At any rate, eager to buy into this confusing and misleading world of HDMI cables and alphanumeric references to codecs and resolutions, me and my better half purchased an Onkyo TX-SR605 receiver, which does all the next-generation formats, and a Panasonic Blu-ray player (the second-generation model, with the "A" at the end of the model code). We also purchased a Sony SXRD rear projection 50" screen to watch it all on. Working with an installer who was recommended to us in this area, he and I hooked everything up and I have been living with this system for a good month or so now, yet I have many questions and concerns about the way this system is behaving...

First of all, let me explain how the system is all set up so someone could confirm for me that everything is connected right. We have the Blu ray player's HDMI OUT (connected with a Monster HDMI cable speed rated to pass the latest uncompressed audio and high def video if I am not mistaken; this was a $100 cable) running right to the Onkyo's HDMI IN 1....from there, we have another HDMI cable (purchased by me from the installer who claimed this was a great, shielded, high performance cable; it cost me 70 bucks but this thing is black and THICK) running from the Onkyo's HDMI OUT terminal to my Sony TV's HDMI IN. In the receiver, everything seems to be set right -- the HDMI MONITOR is ON to pass the video, etc; this Sony display can accept and display 1080p images, and the Panasonic Blu ray player can play 1080p images, so I am assuming 1080p, when set that way in the player, is passing RIGHT THROUGH the receiver with no degredation of the signal....yet, discs dont look all that great. Ill get to that in a minute.

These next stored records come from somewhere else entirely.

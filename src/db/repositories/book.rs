use anyhow::{anyhow, Context, Result};
use chrono::NaiveDate;

use crate::{
    db::{
        helpers::{decode_list, decode_or_default},
        keys, Database,
    },
    reminders::{ReminderBook, MAX_DELETED},
};

const BOOK_KEYS: [&str; 5] = [
    keys::MEDICATIONS,
    keys::DELETED_MEDICATIONS,
    keys::DOSE_LOGS,
    keys::LAST_NOTIFIED,
    keys::SNOOZED,
];

impl Database {
    /// Read the persisted reminder state. Malformed documents come back
    /// empty; the alert slot always starts clear.
    pub async fn load_book(&self, today: NaiveDate) -> Result<ReminderBook> {
        let values = self
            .get_values(BOOK_KEYS.to_vec())
            .await
            .context("Failed to read reminder state")?;
        let [medications, deleted, logs, last_notified, snoozed]: [Option<String>; 5] = values
            .try_into()
            .map_err(|_| anyhow!("unexpected number of reminder documents"))?;

        let mut book = ReminderBook {
            medications: decode_list(keys::MEDICATIONS, medications),
            deleted: decode_list(keys::DELETED_MEDICATIONS, deleted),
            logs: decode_list(keys::DOSE_LOGS, logs),
            last_notified: decode_or_default(keys::LAST_NOTIFIED, last_notified),
            snoozed: decode_or_default(keys::SNOOZED, snoozed),
            active_alert: None,
        };
        book.deleted.truncate(MAX_DELETED);
        book.prune_notifications_before(today);

        Ok(book)
    }

    pub async fn save_book(&self, book: &ReminderBook) -> Result<()> {
        let entries = vec![
            (keys::MEDICATIONS, serde_json::to_string(&book.medications)?),
            (keys::DELETED_MEDICATIONS, serde_json::to_string(&book.deleted)?),
            (keys::DOSE_LOGS, serde_json::to_string(&book.logs)?),
            (keys::LAST_NOTIFIED, serde_json::to_string(&book.last_notified)?),
            (keys::SNOOZED, serde_json::to_string(&book.snoozed)?),
        ];

        self.put_values(entries)
            .await
            .context("Failed to write reminder state")
    }
}

#[cfg(test)]
mod tests {
    use super::*;
    use crate::{
        models::DoseStatus,
        reminders::testing::{at, book_with, medication},
    };
    use pretty_assertions::assert_eq;

    fn open() -> (tempfile::TempDir, Database) {
        let dir = tempfile::tempdir().unwrap();
        let db = Database::new(dir.path().join("book.sqlite3")).unwrap();
        (dir, db)
    }

    fn day(raw: &str) -> NaiveDate {
        raw.parse().unwrap()
    }

    #[tokio::test]
    async fn empty_store_loads_empty_book() {
        let (_dir, db) = open();
        let book = db.load_book(day("2025-03-01")).await.unwrap();
        assert_eq!(book, ReminderBook::default());
    }

    #[tokio::test]
    async fn saved_book_reloads_without_alert() {
        let (_dir, db) = open();
        let mut book = book_with(vec![medication("m1", "08:00", 10), medication("m2", "21:30", 3)]);
        book.deleted.push(medication("old", "12:00", 1));
        book.record_dose("m1", DoseStatus::Taken, at("2025-03-01T08:02:00"));
        book.last_notified
            .insert("m2-2025-03-01-21:30".into(), day("2025-03-01"));
        book.snoozed.insert("m2".into(), 1_740_860_000_000);
        book.active_alert = Some("m2".into());

        db.save_book(&book).await.unwrap();
        let loaded = db.load_book(day("2025-03-01")).await.unwrap();

        let expected = ReminderBook {
            active_alert: None,
            ..book
        };
        assert_eq!(loaded, expected);
    }

    #[tokio::test]
    async fn stale_ledger_days_are_pruned_on_load() {
        let (_dir, db) = open();
        let mut book = ReminderBook::default();
        book.last_notified
            .insert("m1-2025-02-28-08:00".into(), day("2025-02-28"));
        book.last_notified
            .insert("m1-2025-03-01-08:00".into(), day("2025-03-01"));
        db.save_book(&book).await.unwrap();

        let loaded = db.load_book(day("2025-03-01")).await.unwrap();
        assert_eq!(loaded.last_notified.len(), 1);
        assert!(loaded.last_notified.contains_key("m1-2025-03-01-08:00"));
    }

    #[tokio::test]
    async fn malformed_documents_fall_back() {
        let (_dir, db) = open();
        let good = serde_json::to_value(medication("m1", "08:00", 10)).unwrap();
        let meds = serde_json::json!([good, {"id": "broken"}]).to_string();
        db.put_values(vec![
            (keys::MEDICATIONS, meds),
            (keys::DOSE_LOGS, "not json".into()),
            (keys::SNOOZED, "[]".into()),
        ])
        .await
        .unwrap();

        let loaded = db.load_book(day("2025-03-01")).await.unwrap();
        assert_eq!(loaded.medications.len(), 1);
        assert_eq!(loaded.medications[0].id, "m1");
        assert!(loaded.logs.is_empty());
        assert!(loaded.snoozed.is_empty());
    }
}
//! Side effects requested by the scheduler and the alert transitions, and the
//! code that carries them out. Decisions never perform I/O themselves.

use std::{
    io::{IsTerminal, Write},
    sync::Mutex,
};

use anyhow::Result;

use crate::{audio::AudioEngineHandle, models::Medication, settings::AlarmStyle};

const ENABLE_LOGS: bool = true;

use crate::{log_debug, log_error, log_info};

pub const VIBRATION_PATTERN: &[u64] = &[500, 200, 500, 200, 500];

#[derive(Debug, Clone, PartialEq, Eq)]
pub struct AlertNotification {
    pub medication_id: String,
    pub title: String,
    pub body: String,
    /// Same tag per medication, so a repeat replaces the previous notification.
    pub tag: String,
}

impl AlertNotification {
    pub fn for_medication(med: &Medication) -> Self {
        let mut body = format!("Dose: {}.", med.dose);
        if let Some(notes) = med.notes.as_deref().filter(|n| !n.is_empty()) {
            body.push_str(&format!("\nNote: {notes}"));
        }
        body.push_str("\n\nCLICK TO MARK AS TAKEN");

        Self {
            medication_id: med.id.clone(),
            title: format!("ALARM: Take {}", med.name),
            body,
            tag: format!("med-alarm-{}", med.id),
        }
    }
}

#[derive(Debug, Clone, PartialEq)]
pub enum AlertEffect {
    Notify(AlertNotification),
    Vibrate(&'static [u64]),
    StartAlarm(AlarmStyle),
    StopAlarm,
}

#[derive(Debug, Clone, Copy, PartialEq, Eq)]
pub enum NotificationPermission {
    Default,
    Granted,
    Denied,
}

/// The notification and haptics surface of the host.
pub trait EffectSink: Send + Sync {
    fn permission(&self) -> NotificationPermission;

    /// Ask the user once; returns the resulting permission.
    fn request_permission(&self) -> NotificationPermission;

    /// The notification's primary action must resolve the dose as taken.
    fn notify(&self, notification: &AlertNotification) -> Result<()>;

    fn vibrate(&self, pattern: &[u64]) -> Result<()>;
}

/// Run requested effects in order. Failures are logged and never stop the
/// remaining effects.
pub fn execute_effects(
    effects: &[AlertEffect],
    sink: &dyn EffectSink,
    audio: &AudioEngineHandle,
) {
    for effect in effects {
        match effect {
            AlertEffect::Notify(notification) => {
                if sink.permission() != NotificationPermission::Granted {
                    log_debug!(
                        "notification permission not granted; skipping {}",
                        notification.tag
                    );
                    continue;
                }
                if let Err(err) = sink.notify(notification) {
                    log_error!("failed to raise notification {}: {err:#}", notification.tag);
                }
            }
            AlertEffect::Vibrate(pattern) => {
                if let Err(err) = sink.vibrate(pattern) {
                    log_error!("vibration failed: {err:#}");
                }
            }
            AlertEffect::StartAlarm(style) => {
                if let Err(err) = audio.start_alarm(*style) {
                    log_error!("failed to start alarm tone: {err}");
                }
            }
            AlertEffect::StopAlarm => {
                if let Err(err) = audio.stop_alarm() {
                    log_error!("failed to stop alarm tone: {err}");
                }
            }
        }
    }
}

/// Notifications written to the controlling terminal. Permission is granted
/// when stdout is a terminal someone can see.
pub struct TerminalEffects {
    permission: Mutex<NotificationPermission>,
}

impl TerminalEffects {
    pub fn new() -> Self {
        Self {
            permission: Mutex::new(NotificationPermission::Default),
        }
    }

    fn set_permission(&self, permission: NotificationPermission) {
        let mut guard = match self.permission.lock() {
            Ok(guard) => guard,
            Err(poisoned) => poisoned.into_inner(),
        };
        *guard = permission;
    }
}

impl Default for TerminalEffects {
    fn default() -> Self {
        Self::new()
    }
}

impl EffectSink for TerminalEffects {
    fn permission(&self) -> NotificationPermission {
        match self.permission.lock() {
            Ok(guard) => *guard,
            Err(poisoned) => *poisoned.into_inner(),
        }
    }

    fn request_permission(&self) -> NotificationPermission {
        let permission = if std::io::stdout().is_terminal() {
            NotificationPermission::Granted
        } else {
            NotificationPermission::Denied
        };
        log_info!("notification permission: {:?}", permission);
        self.set_permission(permission);
        permission
    }

    fn notify(&self, notification: &AlertNotification) -> Result<()> {
        let mut out = std::io::stdout().lock();
        // BEL so the terminal flashes or beeps even while audio is locked.
        writeln!(out, "\x07\n*** {} ***", notification.title)?;
        for line in notification.body.lines().filter(|line| !line.is_empty()) {
            writeln!(out, "    {line}")?;
        }
        writeln!(out, "    (reply `take {}`)", notification.medication_id)?;
        out.flush()?;
        Ok(())
    }

    fn vibrate(&self, pattern: &[u64]) -> Result<()> {
        log_debug!("no vibration motor on a terminal; pattern {:?} dropped", pattern);
        Ok(())
    }
}

#[cfg(test)]
pub(crate) mod testing {
    use super::*;

    /// Records every effect it is asked to perform.
    pub struct RecordingSink {
        pub permission: Mutex<NotificationPermission>,
        pub notifications: Mutex<Vec<AlertNotification>>,
        pub vibrations: Mutex<Vec<Vec<u64>>>,
    }

    impl RecordingSink {
        pub fn granted() -> Self {
            Self {
                permission: Mutex::new(NotificationPermission::Granted),
                notifications: Mutex::new(Vec::new()),
                vibrations: Mutex::new(Vec::new()),
            }
        }

        pub fn denied() -> Self {
            let sink = Self::granted();
            *sink.permission.lock().unwrap() = NotificationPermission::Denied;
            sink
        }

        pub fn notified(&self) -> Vec<AlertNotification> {
            self.notifications.lock().unwrap().clone()
        }
    }

    impl EffectSink for RecordingSink {
        fn permission(&self) -> NotificationPermission {
            *self.permission.lock().unwrap()
        }

        fn request_permission(&self) -> NotificationPermission {
            self.permission()
        }

        fn notify(&self, notification: &AlertNotification) -> Result<()> {
            self.notifications.lock().unwrap().push(notification.clone());
            Ok(())
        }

        fn vibrate(&self, pattern: &[u64]) -> Result<()> {
            self.vibrations.lock().unwrap().push(pattern.to_vec());
            Ok(())
        }
    }
}

#[cfg(test)]
mod tests {
    use super::testing::RecordingSink;
    use super::*;
    use crate::models::{DoseTime, Frequency};
    use chrono::Utc;

    fn med(notes: Option<&str>) -> Medication {
        Medication {
            id: "m1".into(),
            name: "Lisinopril".into(),
            dose: "10mg".into(),
            time: DoseTime::new(8, 0).unwrap(),
            frequency: Frequency::Daily,
            duration_days: 30,
            remaining_doses: 30,
            refill_threshold: 5,
            expiry_date: None,
            notes: notes.map(str::to_string),
            ai_insight: None,
            start_date: Utc::now(),
        }
    }

    #[test]
    fn notification_text() {
        let plain = AlertNotification::for_medication(&med(None));
        assert_eq!(plain.title, "ALARM: Take Lisinopril");
        assert_eq!(plain.body, "Dose: 10mg.\n\nCLICK TO MARK AS TAKEN");
        assert_eq!(plain.tag, "med-alarm-m1");

        let noted = AlertNotification::for_medication(&med(Some("with food")));
        assert_eq!(noted.body, "Dose: 10mg.\nNote: with food\n\nCLICK TO MARK AS TAKEN");
    }

    #[test]
    fn notify_requires_permission() {
        let audio = AudioEngineHandle::new();
        let effects = vec![
            AlertEffect::Notify(AlertNotification::for_medication(&med(None))),
            AlertEffect::Vibrate(VIBRATION_PATTERN),
        ];

        let denied = RecordingSink::denied();
        execute_effects(&effects, &denied, &audio);
        assert!(denied.notified().is_empty());
        assert_eq!(denied.vibrations.lock().unwrap().len(), 1);

        let granted = RecordingSink::granted();
        execute_effects(&effects, &granted, &audio);
        assert_eq!(granted.notified().len(), 1);
    }
}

Now, I SPECIFICALLY and ONLY bought this receiver because it could decode the next generation surround formats -- I was coming off of an older Onkyo TX-SR600 which worked just fine and would have continued to be the centerpiece of my system if not for the fact that I wanted to hear these next generation codecs...alas, I was misled by salesmen in my area and other media hype that these second generation Blu ray players could pass these new formats via bitstream to the new receivers like my Onkyo, which I found out they cannot. That was after I spent 600 bucks on the player. So now let me get into the specifics of the problems I am having with the gear.

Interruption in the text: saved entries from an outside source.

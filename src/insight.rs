//! Short AI-written texts: a usage tip stored with each new medication and a
//! daily wellness sentence. Every failure path ends in static text.

use std::time::Duration;

use anyhow::{anyhow, bail, Context, Result};
use rand::seq::SliceRandom;
use serde::Deserialize;
use serde_json::json;

use crate::config::AiConfig;

const ENABLE_LOGS: bool = true;

use crate::{log_debug, log_error};

pub const MEDICATION_TIP_FALLBACK: &str = "Remember to take as prescribed by your doctor.";
pub const EMPTY_TIP_FALLBACK: &str =
    "Consistency is the key to effective treatment. Stay on track!";

pub const DAILY_TIP_FALLBACKS: [&str; 5] = [
    "Drink a full glass of water with your medication for better absorption.",
    "Try to take your medicine at the same time every day to build a habit.",
    "Keep a list of all your medications in your wallet for emergencies.",
    "Store your medications in a cool, dry place away from direct sunlight.",
    "Don't hesitate to ask your pharmacist if you have questions about side effects.",
];

const CONNECT_TIMEOUT: Duration = Duration::from_secs(10);

#[derive(Debug, Deserialize)]
struct GenerateResponse {
    #[serde(default)]
    candidates: Vec<Candidate>,
}

#[derive(Debug, Deserialize)]
struct Candidate {
    content: Option<Content>,
}

#[derive(Debug, Deserialize)]
struct Content {
    #[serde(default)]
    parts: Vec<Part>,
}

#[derive(Debug, Deserialize)]
struct Part {
    text: Option<String>,
}

/// Concatenated text of the first candidate, `None` when there is none.
fn response_text(body: GenerateResponse) -> Option<String> {
    let text: String = body
        .candidates
        .into_iter()
        .next()?
        .content?
        .parts
        .into_iter()
        .filter_map(|part| part.text)
        .collect();
    let text = text.trim().to_string();
    (!text.is_empty()).then_some(text)
}

fn medication_prompt(name: &str, dose: &str) -> String {
    format!(
        "Provide a very brief (max 2 sentences) tip for taking {name} ({dose}). \
         Focus on common advice like \"take with food\" or \"avoid alcohol\". \
         Keep it professional and helpful."
    )
}

const DAILY_PROMPT: &str = "Provide a unique, one-sentence health tip for someone taking daily \
    medications. Focus on hydration, consistency, safety, or general wellness. \
    Make it encouraging and short.";

fn random_daily_fallback() -> &'static str {
    DAILY_TIP_FALLBACKS
        .choose(&mut rand::thread_rng())
        .copied()
        .unwrap_or(DAILY_TIP_FALLBACKS[0])
}

pub struct InsightClient {
    client: reqwest::Client,
    config: AiConfig,
}

impl InsightClient {
    pub fn new(config: AiConfig) -> Result<Self> {
        let client = reqwest::Client::builder()
            .connect_timeout(CONNECT_TIMEOUT)
            .build()
            .context("failed to build HTTP client")?;
        Ok(Self { client, config })
    }

    fn generate_url(&self) -> String {
        format!(
            "{}/v1beta/models/{}:generateContent",
            self.config.endpoint.trim_end_matches('/'),
            self.config.model
        )
    }

    /// One generation request. `Ok(None)` means the service answered with no text.
    async fn generate(&self, prompt: &str) -> Result<Option<String>> {
        let api_key = self
            .config
            .api_key
            .as_deref()
            .ok_or_else(|| anyhow!("no API key configured"))?;

        let response = self
            .client
            .post(self.generate_url())
            .header("x-goog-api-key", api_key)
            .json(&json!({ "contents": [{ "parts": [{ "text": prompt }] }] }))
            .send()
            .await
            .context("generation request failed")?;

        let status = response.status();
        if !status.is_success() {
            bail!("generation service returned {}", status.as_u16());
        }

        let body: GenerateResponse = response
            .json()
            .await
            .context("unreadable generation response")?;
        Ok(response_text(body))
    }

    /// Usage advice for a medication being added.
    pub async fn medication_tip(&self, name: &str, dose: &str) -> String {
        if self.config.api_key.is_none() {
            log_debug!("no API key; using the default medication tip");
            return MEDICATION_TIP_FALLBACK.to_string();
        }
        match self.generate(&medication_prompt(name, dose)).await {
            Ok(Some(text)) => text,
            Ok(None) => MEDICATION_TIP_FALLBACK.to_string(),
            Err(err) => {
                log_error!("AI insight error: {err:#}");
                MEDICATION_TIP_FALLBACK.to_string()
            }
        }
    }

    pub async fn daily_tip(&self) -> String {
        if self.config.api_key.is_none() {
            log_debug!("no API key; using a built-in daily tip");
            return random_daily_fallback().to_string();
        }
        match self.generate(DAILY_PROMPT).await {
            Ok(Some(text)) => text,
            Ok(None) => EMPTY_TIP_FALLBACK.to_string(),
            Err(err) => {
                log_error!("daily tip error: {err:#}");
                random_daily_fallback().to_string()
            }
        }
    }
}

#[cfg(test)]
mod tests {
    use super::*;

    fn config(endpoint: &str, api_key: Option<&str>) -> AiConfig {
        AiConfig {
            endpoint: endpoint.to_string(),
            model: "test-model".to_string(),
            api_key: api_key.map(str::to_string),
        }
    }

    #[test]
    fn url_joins_endpoint_and_model() {
        let client = InsightClient::new(config("https://ai.example.com/", None)).unwrap();
        assert_eq!(
            client.generate_url(),
            "https://ai.example.com/v1beta/models/test-model:generateContent"
        );
    }

    #[test]
    fn extracts_first_candidate_text() {
        let body: GenerateResponse = serde_json::from_str(concat!(
            r#"{"candidates":[{"content":{"parts":["#,
            r#"{"text":"Take with food. "},{"text":"Avoid alcohol."}]}}]}"#
        ))
        .unwrap();
        assert_eq!(
            response_text(body).as_deref(),
            Some("Take with food. Avoid alcohol.")
        );

        let empty: GenerateResponse = serde_json::from_str(r#"{"candidates":[]}"#).unwrap();
        assert_eq!(response_text(empty), None);

        let blank: GenerateResponse = serde_json::from_str(
            r#"{"candidates":[{"content":{"parts":[{"text":"  "}]}}]}"#,
        )
        .unwrap();
        assert_eq!(response_text(blank), None);
    }

    #[test]
    fn prompt_names_the_medication() {
        let prompt = medication_prompt("Metformin", "500mg");
        assert!(prompt.contains("Metformin (500mg)"));
    }

    #[tokio::test]
    async fn missing_key_uses_fallbacks() {
        let client = InsightClient::new(config("https://ai.example.com", None)).unwrap();
        assert_eq!(
            client.medication_tip("Metformin", "500mg").await,
            MEDICATION_TIP_FALLBACK
        );
        let tip = client.daily_tip().await;
        assert!(DAILY_TIP_FALLBACKS.contains(&tip.as_str()));
    }

    #[tokio::test]
    async fn unreachable_service_uses_fallbacks() {
        let client = InsightClient::new(config("http://127.0.0.1:9", Some("key"))).unwrap();
        assert_eq!(
            client.medication_tip("Metformin", "500mg").await,
            MEDICATION_TIP_FALLBACK
        );
        let tip = client.daily_tip().await;
        assert!(DAILY_TIP_FALLBACKS.contains(&tip.as_str()));
    }
}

It all seems to be coming from settings in the Panasonic player's menu...perhaps I simply do not have something set right, or it may be plain old fashioned high expectations for this technology, but something is getting me utterly confused. First of all, in the player's SETUP menu, there are selections under the AUDIO menu for "DIGITAL AUDIO OUTPUT" -- which the MANUAL says are for adjusting audio coming from the player's COAX or OPTICAL outputs -- nothing about HDMI. The only connection I have made is with HDMI from this unit; under this menu are selections for EVERY codec available with this machine: Dolby Digital, Dolby Digital Plus, Dolby TrueHD, DTS and DTS HD -- Master Audio is not supported. Now, I had originally set, along with my installer, all of these to BITSTREAM, but later changed the settings of the high resolution codecs to PCM when I found out the player couldn't pass the bitstream signals to my receiver. So, when playing standard definition DVDs, the audio tracks pass just fine -- I select Dolby Digital or DTS from the disc menu and my receiver lights up "DOLBY D" or "DTS" on the front display, as always...so no problems there. The issues have been coming in with the Blu ray discs and their soundtracks.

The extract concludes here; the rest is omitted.